As Finance’s newest first assistant secretary, Field will work to nut out some of the issues facing the broader shared services rollout recommended in the March final report of the national Commission of Audit (NCOA).
iTnews understands he will answer to deputy secretary Stein Helgeby in the governance and resource management division.
Matthew Boyley – formerly CIO of the now defunct Department of Resources, Energy and Tourism – has stepped in to fill the vacancy at the Department of Industry.
An embrace of shared services – especially for finance and procurement functions “as early priorities” – was one of the more controversial recommendations of the Commission of Audit.
The cabinet has yet to formally respond to this particular piece of advice, but is clearly weighing it up as an option. Internal to the Department of Finance, mandatory shared services has also popped up as one of the options being considered as part of a broader Canberra ERP consolidation.

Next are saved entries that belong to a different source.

//! Web front-end for the Bookshelf catalog.
//!
//! # Responsibility
//! - Map the catalog routes onto `bookshelf_core` use-cases.
//! - Render HTML pages and carry one-shot flashes across redirects.
//!
//! # Invariants
//! - No global state: everything a handler needs arrives via `AppState`.

use axum::middleware::from_fn;
use axum::routing::get;
use axum::Router;
use bookshelf_core::BookStore;
use std::sync::Arc;

pub mod config;
pub mod flash;
mod http;
pub mod views;

pub use config::ServerConfig;
pub use flash::{Flash, FlashLevel, FlashStore};

/// Shared per-process handles injected into every handler.
#[derive(Clone)]
pub struct AppState {
    pub store: Arc<BookStore>,
    pub flash: Arc<FlashStore>,
}

impl AppState {
    pub fn new(store: Arc<BookStore>) -> Self {
        Self {
            store,
            flash: Arc::new(FlashStore::default()),
        }
    }
}

pub fn build_router(state: AppState) -> Router {
    Router::new()
        .route("/", get(http::handlers::list_books))
        .route(
            "/add",
            get(http::handlers::add_book_form).post(http::handlers::add_book),
        )
        .route(
            "/delete/:id",
            get(http::handlers::delete_book).post(http::handlers::delete_book),
        )
        .route(
            "/edit_rating/:id",
            get(http::handlers::edit_rating_form).post(http::handlers::edit_rating),
        )
        .fallback(http::handlers::not_found)
        .layer(from_fn(http::request_log::request_log_middleware))
        .with_state(state)
}
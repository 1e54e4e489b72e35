//! Connection bootstrap utilities for SQLite.
//!
//! # Responsibility
//! - Open file or in-memory SQLite connections.
//! - Configure connection pragmas and run migrations before handing out a
//!   connection.
//!
//! # Invariants
//! - Returned connections have `foreign_keys=ON`.
//! - Returned connections have migrations fully applied.

use super::migrations::apply_migrations;
use super::DbResult;
use log::{error, info};
use rusqlite::Connection;
use std::path::Path;
use std::time::{Duration, Instant};

const BUSY_TIMEOUT: Duration = Duration::from_secs(5);

/// Opens (or creates) a SQLite database file and applies pending migrations.
///
/// # Side effects
/// - Creates the file and the `books` table when missing.
/// - Emits `db_open` logging events with duration and status.
pub fn open_db(path: impl AsRef<Path>) -> DbResult<Connection> {
    open_with("file", || Connection::open(path))
}

/// Opens an in-memory SQLite database and applies all migrations.
pub fn open_db_in_memory() -> DbResult<Connection> {
    open_with("memory", Connection::open_in_memory)
}

fn open_with(
    mode: &'static str,
    open: impl FnOnce() -> rusqlite::Result<Connection>,
) -> DbResult<Connection> {
    let started_at = Instant::now();
    info!("event=db_open module=db status=start mode={mode}");

    let mut conn = match open() {
        Ok(conn) => conn,
        Err(err) => {
            error!(
                "event=db_open module=db status=error mode={mode} duration_ms={} error_code=db_open_failed error={}",
                started_at.elapsed().as_millis(),
                err
            );
            return Err(err.into());
        }
    };

    match bootstrap_connection(&mut conn) {
        Ok(()) => {
            info!(
                "event=db_open module=db status=ok mode={mode} duration_ms={}",
                started_at.elapsed().as_millis()
            );
            Ok(conn)
        }
        Err(err) => {
            error!(
                "event=db_open module=db status=error mode={mode} duration_ms={} error_code=db_bootstrap_failed error={}",
                started_at.elapsed().as_millis(),
                err
            );
            Err(err)
        }
    }
}

fn bootstrap_connection(conn: &mut Connection) -> DbResult<()> {
    conn.execute_batch("PRAGMA foreign_keys = ON;")?;
    conn.busy_timeout(BUSY_TIMEOUT)?;
    apply_migrations(conn)?;
    Ok(())
}
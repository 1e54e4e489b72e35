#![forbid(unsafe_code)]

use bookshelf_core::{init_logging, BookStore};
use bookshelf_web::{build_router, AppState, ServerConfig};
use log::{info, warn};
use std::sync::Arc;
use tokio::net::TcpListener;

async fn wait_for_shutdown_signal() {
    #[cfg(unix)]
    {
        use tokio::signal::unix::{signal, SignalKind};
        match (
            signal(SignalKind::terminate()),
            signal(SignalKind::interrupt()),
        ) {
            (Ok(mut sigterm), Ok(mut sigint)) => {
                tokio::select! {
                    _ = sigterm.recv() => {}
                    _ = sigint.recv() => {}
                }
                return;
            }
            _ => warn!("event=server_signal module=web status=error fallback=ctrl_c"),
        }
    }
    let _ = tokio::signal::ctrl_c().await;
}

#[tokio::main]
async fn main() -> Result<(), String> {
    let config = ServerConfig::from_env()?;
    let log_dir = config
        .log_dir
        .to_str()
        .ok_or_else(|| format!("log dir `{}` is not valid UTF-8", config.log_dir.display()))?;
    init_logging(&config.log_level, log_dir).map_err(|err| err.to_string())?;

    let store = BookStore::open(&config.db_path).map_err(|err| {
        format!(
            "failed to open database `{}`: {err}",
            config.db_path.display()
        )
    })?;
    let book_count = store
        .with_service(|service| service.count_books())
        .map_err(|err| format!("failed to read catalog: {err}"))?;
    let store = Arc::new(store);

    let app = build_router(AppState::new(Arc::clone(&store)));
    let listener = TcpListener::bind(config.bind_addr)
        .await
        .map_err(|err| format!("bind {} failed: {err}", config.bind_addr))?;
    info!(
        "event=server_start module=web status=ok bind={} db_path={} books={book_count}",
        config.bind_addr,
        config.db_path.display()
    );

    let served = axum::serve(listener, app)
        .with_graceful_shutdown(wait_for_shutdown_signal())
        .await;
    info!("event=server_stop module=web status=ok");

    match Arc::try_unwrap(store) {
        Ok(store) => store
            .close()
            .map_err(|err| format!("failed to close database: {err}"))?,
        Err(_) => warn!("event=db_close module=db status=skipped reason=store_still_shared"),
    }

    served.map_err(|err| format!("server failed: {err}"))
}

Gartner analyst and former Government CIO Glenn Archer has warned that the Federal Government must pay close attention to the failure of the states and territories in this space before it embarks on any corporate services reforms.
It is a position mirrored by the February interim report of the NCOA, which pointed to domestic examples of “poor implementation, unrealised benefits and, in some cases, abandonment of the shared services concept."
Within a month, the NCOA shifted from that position to an unqualified endorsement of the model in its March edition.
While Archer wouldn’t be drawn on the reasons behind the NCOA team’s change of heart, he said it was clear that “the experience in the states has not gone well".
“Whether it is Western Australia, Victoria or Queensland, they have all been quite problematic,” he said.
In his experience, problems start to arise when governments focus on unqualified efficiencies and ignore the compromises that are inherent to the sharing model.
“Success comes down to a couple of fundamental issues,” he said.
“If agencies want the efficiency, then they need to understand that they are not going to be able to conduct some operations to the same degree that they had been able to do them inhouse before.
“If they don’t accept that compromise, shared services will fail, simply because stakeholders will not be happy with the outcome, or they will place additional obligations on the shared services agency that will inflate their costs, and they won’t deliver against the business case."
Gartner’s official position, according to Archer, is that clustering agencies with the same business interests – like the departments of Education and Employment – presents the best chance of success for the model.
“But big bang approaches - we don’t see too many of those being successful,” he warned.